PROVIDED ENTRIES:
>>
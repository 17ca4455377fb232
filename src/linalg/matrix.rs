//! Dense containers of simulated floats: vectors, square row-major matrices
//! and row permutations. All elements of a container share one format.

use crate::error::{Error, Field, Result};
use crate::float::{FloatValue, Format};
use rand::seq::SliceRandom;
use rand::Rng;

/// The half-open interval that random elements are drawn from.
#[derive(Debug, Clone, Copy, PartialEq)]
pub struct RandomRange {
    lower: f64,
    upper: f64,
}

impl RandomRange {
    /// Creates a new range. The lower bound must be below the upper bound.
    pub fn new(lower: f64, upper: f64) -> Result<Self> {
        if !lower.is_finite() || !upper.is_finite() || lower >= upper {
            return Err(Error::InvalidConfiguration(format!(
                "random range [{}, {}) is empty",
                lower, upper
            )));
        }
        Ok(Self { lower, upper })
    }

    pub fn get_lower(&self) -> f64 {
        self.lower
    }

    pub fn get_upper(&self) -> f64 {
        self.upper
    }

    fn sample<R: Rng + ?Sized>(&self, rng: &mut R) -> f64 {
        rng.gen_range(self.lower..self.upper)
    }

    /// Draws values until one is not zero once loaded into `format`. Fails
    /// if the range is too narrow for the format to tell its values from
    /// zero.
    fn sample_nonzero<R: Rng + ?Sized>(
        &self,
        format: Format,
        rng: &mut R,
    ) -> Result<FloatValue> {
        for _ in 0..MAX_NONZERO_ATTEMPTS {
            let v = FloatValue::from_f64(format, self.sample(rng));
            if !v.is_zero() {
                return Ok(v);
            }
        }
        Err(Error::InvalidConfiguration(format!(
            "random range [{}, {}) yields only zeros in format {}",
            self.lower, self.upper, format
        )))
    }
}

const MAX_NONZERO_ATTEMPTS: usize = 1000;

impl Default for RandomRange {
    fn default() -> Self {
        Self {
            lower: -10.,
            upper: 10.,
        }
    }
}

fn join(items: impl Iterator<Item = String>) -> String {
    items.collect::<Vec<_>>().join(", ")
}

fn check_dimension(lhs: usize, rhs: usize) -> Result<()> {
    if lhs != rhs {
        return Err(Error::mismatch(Field::Dimension, lhs, rhs));
    }
    Ok(())
}

fn check_not_empty(len: usize) -> Result<()> {
    if len == 0 {
        return Err(Error::InvalidConfiguration(
            "dimension must be at least 1".into(),
        ));
    }
    Ok(())
}

/// A column vector of values that share one format.
#[derive(Debug, Clone)]
pub struct Vector {
    format: Format,
    data: Vec<FloatValue>,
}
<<
TASK DESCRIPTION: Find the line with "be at least". Transcribe it and every line after it exactly, through the end of the records above, and nothing else.

OUTPUT FOR THIS EXERCISE:
            "dimension must be at least 1".into(),
        ));
    }
    Ok(())
}

/// A column vector of values that share one format.
#[derive(Debug, Clone)]
pub struct Vector {
    format: Format,
    data: Vec<FloatValue>,
}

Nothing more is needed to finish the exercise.